Excerpted records:
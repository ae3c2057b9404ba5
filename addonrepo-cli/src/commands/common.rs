//! Common types and utilities shared across CLI commands.

use std::env;
use std::path::{Path, PathBuf};

use addonrepo::addon::VersionScheme;
use addonrepo::config::{ConfigFile, ListingConfig};
use chrono::{DateTime, Utc};
use clap::ValueEnum;

use crate::error::CliError;

/// Output directory used when neither `--output` nor the config sets one.
pub const DEFAULT_OUTPUT: &str = "dist";

/// Version scheme selection for CLI arguments.
#[derive(Debug, Clone, Copy, PartialEq, Eq, ValueEnum)]
pub enum SchemeArg {
    /// Semantic versions (1.2.3, 2.0.0-beta.1)
    Semver,
    /// Calendar versions (YYYY.MM.DD[.N])
    Date,
}

impl From<SchemeArg> for VersionScheme {
    fn from(arg: SchemeArg) -> Self {
        match arg {
            SchemeArg::Semver => VersionScheme::Semver,
            SchemeArg::Date => VersionScheme::Date,
        }
    }
}

/// Load the configuration file.
///
/// An explicit `--config` path must exist. Otherwise `./addonrepo.ini`
/// and then the per-user file are tried, falling back to defaults.
pub fn load_config(explicit: Option<&Path>) -> Result<ConfigFile, CliError> {
    match explicit {
        Some(path) => Ok(ConfigFile::load(path)?),
        None => {
            let cwd = env::current_dir().map_err(|e| {
                CliError::Config(format!("cannot determine working directory: {}", e))
            })?;
            Ok(ConfigFile::discover(&cwd)?)
        }
    }
}

/// Parse a build timestamp.
///
/// Accepts RFC 3339 (`2024-05-01T12:00:00Z`) or whole seconds since the
/// Unix epoch, the form `SOURCE_DATE_EPOCH` uses.
pub fn parse_timestamp(raw: &str) -> Result<DateTime<Utc>, String> {
    let raw = raw.trim();

    if let Ok(seconds) = raw.parse::<i64>() {
        return DateTime::<Utc>::from_timestamp(seconds, 0)
            .ok_or_else(|| format!("timestamp {} is out of range", seconds));
    }

    DateTime::parse_from_rfc3339(raw)
        .map(|t| t.with_timezone(&Utc))
        .map_err(|e| format!("expected RFC 3339 or Unix seconds: {}", e))
}

/// Resolve source roots: arguments first, then the config file.
pub fn resolve_sources(cli: Vec<PathBuf>, config: &ConfigFile) -> Result<Vec<PathBuf>, CliError> {
    let sources = if cli.is_empty() {
        config.repository.sources.clone()
    } else {
        cli
    };

    if sources.is_empty() {
        return Err(CliError::Config(
            "no source directories; pass them as arguments or set 'sources' in [repository]"
                .to_string(),
        ));
    }
    Ok(sources)
}

/// Resolve the output directory: argument, config file, then `dist`.
pub fn resolve_output(cli: Option<PathBuf>, config: &ConfigFile) -> PathBuf {
    cli.or_else(|| config.repository.output.clone())
        .unwrap_or_else(|| PathBuf::from(DEFAULT_OUTPUT))
}

/// Resolve listing settings: argument, config file, then the default title.
pub fn resolve_listing(cli_title: Option<String>, config: &ConfigFile) -> ListingConfig {
    cli_title
        .or_else(|| config.repository.title.clone())
        .map(ListingConfig::new)
        .unwrap_or_default()
}

#[cfg(test)]
mod tests {
    use super::*;
    use addonrepo::config::DEFAULT_TITLE;
    use chrono::TimeZone;

    #[test]
    fn test_parse_timestamp_rfc3339() {
        assert_eq!(
            parse_timestamp("2024-05-01T12:00:00Z").unwrap(),
            Utc.with_ymd_and_hms(2024, 5, 1, 12, 0, 0).unwrap()
        );
        assert_eq!(
            parse_timestamp("2024-05-01T14:00:00+02:00").unwrap(),
            Utc.with_ymd_and_hms(2024, 5, 1, 12, 0, 0).unwrap()
        );
    }

    #[test]
    fn test_parse_timestamp_epoch_seconds() {
        assert_eq!(
            parse_timestamp("1714564800").unwrap(),
            Utc.with_ymd_and_hms(2024, 5, 1, 12, 0, 0).unwrap()
        );
    }

    #[test]
    fn test_scheme_arg_converts() {
        assert_eq!(VersionScheme::from(SchemeArg::Semver), VersionScheme::Semver);
        assert_eq!(VersionScheme::from(SchemeArg::Date), VersionScheme::Date);
        assert_eq!(SchemeArg::from_str("date", false), Ok(SchemeArg::Date));
        assert!(SchemeArg::from_str("calver", false).is_err());
    }

    #[test]
    fn test_parse_timestamp_rejects_garbage() {
        assert!(parse_timestamp("yesterday").is_err());
    }

    #[test]
    fn test_sources_prefer_arguments() {
        let mut config = ConfigFile::default();
        config.repository.sources = vec![PathBuf::from("from-config")];

        let sources = resolve_sources(vec![PathBuf::from("from-cli")], &config).unwrap();
        assert_eq!(sources, vec![PathBuf::from("from-cli")]);

        let sources = resolve_sources(Vec::new(), &config).unwrap();
        assert_eq!(sources, vec![PathBuf::from("from-config")]);
    }

    #[test]
    fn test_sources_required() {
        let err = resolve_sources(Vec::new(), &ConfigFile::default()).unwrap_err();
        assert!(err.to_string().contains("no source directories"));
    }

    #[test]
    fn test_output_precedence() {
        let mut config = ConfigFile::default();
        assert_eq!(resolve_output(None, &config), PathBuf::from(DEFAULT_OUTPUT));

        config.repository.output = Some(PathBuf::from("/srv/repo"));
        assert_eq!(resolve_output(None, &config), PathBuf::from("/srv/repo"));
        assert_eq!(
            resolve_output(Some(PathBuf::from("out")), &config),
            PathBuf::from("out")
        );
    }

    #[test]
    fn test_listing_precedence() {
        let mut config = ConfigFile::default();
        assert_eq!(resolve_listing(None, &config).title, DEFAULT_TITLE);

        config.repository.title = Some("From config".to_string());
        assert_eq!(resolve_listing(None, &config).title, "From config");
        assert_eq!(
            resolve_listing(Some("From CLI".to_string()), &config).title,
            "From CLI"
        );
    }
}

Task goal: Write out again, exactly, the lines from the start of the entries up to and including the one with "use crate::error::CliError;". Nothing else belongs in the reply.

Output of the exercise:
repository ae3c2057b9404ba5
filename addonrepo-cli/src/commands/common.rs
//! Common types and utilities shared across CLI commands.

use std::env;
use std::path::{Path, PathBuf};

use addonrepo::addon::VersionScheme;
use addonrepo::config::{ConfigFile, ListingConfig};
use chrono::{DateTime, Utc};
use clap::ValueEnum;

use crate::error::CliError;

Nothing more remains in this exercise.